Hotel Rwanda

Last night I went to go see this flick with a friend of mine. I basically decided to see it because there is friggin nothing in the movie theaters that is interesting at all -so I figure I'd see something that might have some value. While walking in I thought about detouring into the Tara Reid horror movie but I thought God would look down and sort of shake his head at me- so I went with Rwanda. You don't want to go Tara Reid right in Rwanda's face without expecting some karmatic hit.

Anyway, just want to start off by saying I was somewhat ignorant to what went on in Rwanda before this movie. I could not find Rwanda on a map (still couldn't I'm sure). I didn't know what really triggered the violent wild lunacy that went on there. I just knew it was a real bad sad scene. To give a quick summary as to what went way wrong there. There were two groups of people in Rwanda. The Tutsi and the Hutu. The Hutu wanted to kill all the Tutsi in a big way for a vague insane madmannish reason. I heard this movie was similar to Schindler's List so I braced myself for a wallop of emotional human-gone-wrong impact. Unfortunately I didn't get a wallop. More like a big dollop. 

One of the scariest things to me is chaos. I think that's why I like zombie movies so much. Society breaking down while people hold onto the hope that it's just some crazy temporary phase while ignoring the glimmers of possibility that it might not be a phase. And that's the real well done part of this movie. It shows society breaking down in a flurry of radio broadcasts, wild-eyed dudes packed into the back of pickups with guns, and wimpy governmental/UN confusion. This movie centers around a hotel that took in alot of refugees and protected them from the crazies. Don Cheadle plays this hotel manager dude who uses every ounce of his influence to keep the refugees alive but little by little his influence drains and the crazies start to get the upperhand. He was sort of patching a dam the whole time. 

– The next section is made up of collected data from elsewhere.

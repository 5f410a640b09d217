//! In-memory job application board. Applications keep insertion order;
//! the board view groups them into one column per status.

use chrono::{NaiveDate, Utc};
use serde::{Deserialize, Serialize};
use tokio::sync::RwLock;
use tracing::info;
use uuid::Uuid;

use crate::errors::AppError;
use crate::models::job::{ApplicationStatus, JobApplication};

#[derive(Debug, Clone, Default, Deserialize)]
pub struct NewApplication {
    pub title: String,
    pub company: String,
    #[serde(default)]
    pub location: String,
    #[serde(default)]
    pub salary: Option<String>,
    #[serde(default)]
    pub notes: Option<String>,
}

/// Partial edit. Absent fields are left alone; an empty salary or notes clears it.
#[derive(Debug, Clone, Default, Deserialize)]
pub struct ApplicationUpdate {
    pub title: Option<String>,
    pub company: Option<String>,
    pub location: Option<String>,
    pub status: Option<ApplicationStatus>,
    pub salary: Option<String>,
    pub notes: Option<String>,
}

#[derive(Debug, Clone, Serialize)]
pub struct BoardColumn {
    pub status: ApplicationStatus,
    pub title: &'static str,
    pub applications: Vec<JobApplication>,
}

#[derive(Debug, Clone, Default, PartialEq, Serialize)]
pub struct TrackerStats {
    pub total: usize,
    pub applied: usize,
    pub interview: usize,
    pub offer: usize,
    pub rejected: usize,
}

#[derive(Debug, Default)]
pub struct JobTracker {
    applications: RwLock<Vec<JobApplication>>,
}

struct Sample {
    title: &'static str,
    company: &'static str,
    location: &'static str,
    applied: (i32, u32, u32),
    status: ApplicationStatus,
    salary: &'static str,
    notes: Option<&'static str>,
}

const SAMPLE_APPLICATIONS: &[Sample] = &[
    Sample {
        title: "Senior Frontend Developer",
        company: "TechCorp",
        location: "San Francisco, CA",
        applied: (2024, 1, 15),
        status: ApplicationStatus::Interview,
        salary: "$120,000 - $150,000",
        notes: Some("Great team culture, remote-friendly"),
    },
    Sample {
        title: "Full Stack Engineer",
        company: "StartupXYZ",
        location: "New York, NY",
        applied: (2024, 1, 10),
        status: ApplicationStatus::Applied,
        salary: "$100,000 - $130,000",
        notes: None,
    },
    Sample {
        title: "Software Engineer",
        company: "BigTech Inc",
        location: "Seattle, WA",
        applied: (2024, 1, 5),
        status: ApplicationStatus::Offer,
        salary: "$140,000 - $180,000",
        notes: Some("Excellent benefits package"),
    },
];

fn non_blank(value: Option<String>) -> Option<String> {
    value
        .map(|v| v.trim().to_string())
        .filter(|v| !v.is_empty())
}

fn not_found(id: Uuid) -> AppError {
    AppError::NotFound(format!("Job application {id} not found"))
}

impl JobTracker {
    pub fn new() -> Self {
        Self::default()
    }

    /// A board pre-filled with three example applications.
    pub fn with_sample_applications() -> Self {
        let applications = SAMPLE_APPLICATIONS
            .iter()
            .filter_map(|s| {
                let (y, m, d) = s.applied;
                Some(JobApplication {
                    id: Uuid::new_v4(),
                    title: s.title.to_string(),
                    company: s.company.to_string(),
                    location: s.location.to_string(),
                    applied_date: NaiveDate::from_ymd_opt(y, m, d)?,
                    status: s.status,
                    salary: Some(s.salary.to_string()),
                    notes: s.notes.map(str::to_string),
                })
            })
            .collect();
        JobTracker {
            applications: RwLock::new(applications),
        }
    }

    /// Records a new application dated today with status `applied`.
    pub async fn add(&self, new: NewApplication) -> Result<JobApplication, AppError> {
        let title = new.title.trim();
        let company = new.company.trim();
        if title.is_empty() || company.is_empty() {
            return Err(AppError::Validation(
                "title and company are required".to_string(),
            ));
        }

        let application = JobApplication {
            id: Uuid::new_v4(),
            title: title.to_string(),
            company: company.to_string(),
            location: new.location.trim().to_string(),
            applied_date: Utc::now().date_naive(),
            status: ApplicationStatus::Applied,
            salary: non_blank(new.salary),
            notes: non_blank(new.notes),
        };
        self.applications.write().await.push(application.clone());
        info!(
            "Tracking application {} ({} at {})",
            application.id, application.title, application.company
        );
        Ok(application)
    }

    /// Moves an application to another column.
    pub async fn move_to(
        &self,
        id: Uuid,
        status: ApplicationStatus,
    ) -> Result<JobApplication, AppError> {
        let mut applications = self.applications.write().await;
        let application = applications
            .iter_mut()
            .find(|a| a.id == id)
            .ok_or_else(|| not_found(id))?;
        application.status = status;
        Ok(application.clone())
    }

    pub async fn update(
        &self,
        id: Uuid,
        update: ApplicationUpdate,
    ) -> Result<JobApplication, AppError> {
        let title = update.title.map(|t| t.trim().to_string());
        let company = update.company.map(|c| c.trim().to_string());
        if title.as_deref() == Some("") || company.as_deref() == Some("") {
            return Err(AppError::Validation(
                "title and company cannot be blank".to_string(),
            ));
        }

        let mut applications = self.applications.write().await;
        let application = applications
            .iter_mut()
            .find(|a| a.id == id)
            .ok_or_else(|| not_found(id))?;

        if let Some(title) = title {
            application.title = title;
        }
        if let Some(company) = company {
            application.company = company;
        }
        if let Some(location) = update.location {
            application.location = location.trim().to_string();
        }
        if let Some(status) = update.status {
            application.status = status;
        }
        if update.salary.is_some() {
            application.salary = non_blank(update.salary);
        }
        if update.notes.is_some() {
            application.notes = non_blank(update.notes);
        }
        Ok(application.clone())
    }

    pub async fn remove(&self, id: Uuid) -> Result<(), AppError> {
        let mut applications = self.applications.write().await;
        let before = applications.len();
        applications.retain(|a| a.id != id);
        if applications.len() == before {
            return Err(not_found(id));
        }
        info!("Removed application {id}");
        Ok(())
    }

    pub async fn list(&self) -> Vec<JobApplication> {
        self.applications.read().await.clone()
    }

    /// Four columns in fixed order: applied, interview, offer, rejected.
    pub async fn board(&self) -> Vec<BoardColumn> {
        let applications = self.applications.read().await;
        ApplicationStatus::ALL
            .iter()
            .map(|&status| BoardColumn {
                status,
                title: status.title(),
                applications: applications
                    .iter()
                    .filter(|a| a.status == status)
                    .cloned()
                    .collect(),
            })
            .collect()
    }

    pub async fn stats(&self) -> TrackerStats {
        let applications = self.applications.read().await;
        let count = |status: ApplicationStatus| applications.iter().filter(|a| a.status == status).count();
        TrackerStats {
            total: applications.len(),
            applied: count(ApplicationStatus::Applied),
            interview: count(ApplicationStatus::Interview),
            offer: count(ApplicationStatus::Offer),
            rejected: count(ApplicationStatus::Rejected),
        }
    }
}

So it was sort of interesting to watch everything play out but I kept getting distracted from the chaos and the horror by one thing. The movie. Don Cheadle never fully stepped out of being Don Cheadle for me. He did a good job but I stayed aware almost throughout that he was Don Cheadle the actor. Also the movie had some hokey dialogue and something about the storyline struck me as 'too movie-ish'. I think what was lacking here was the true human impact. Sure there was some disturbing scenes with dead bodies everywhere. But it left behind the true horror of what was reallly going on. Madmen with machetes driving into a village of helpless people and 'chopping' everyone including children. The real deal. They talked about it. They kinda sorta of showed it. But when it comes down to it... if we're talking about a genocide I expected to end up in tears from the horror of it all and the failure of mankind. And with this flick I saw it... but I just didn't feel it. 

Three Good Things About this Movie

- It helped fill in some of the blanks as to what the hell is/was and did go on over there. Including the UN disgraceful failure to act on a genocide.
- The moments of true chaos are great. It covers the breakdown well.
- There's momentum and I wasn't bored.

Three Bad Things About this Movie

- I didn't shed a tear. I didn't feel completely devastated.
- The plot tripped over itself from time to time.
- As much as it was an important movie... it did feel sorta like Oscar bait.

All in all I'd say this movie is a good video rental. There are a bunch of solid scenes. But it really came off to me as a 'movie' when what I wanted was this flick to be a slingshot with Rwanda as the rock and the plot as the elastic band- and it would pull itself way back and smash me dead in the face. But considering what went on there.... this flick (although a good shot) felt like it was sort of nerfed.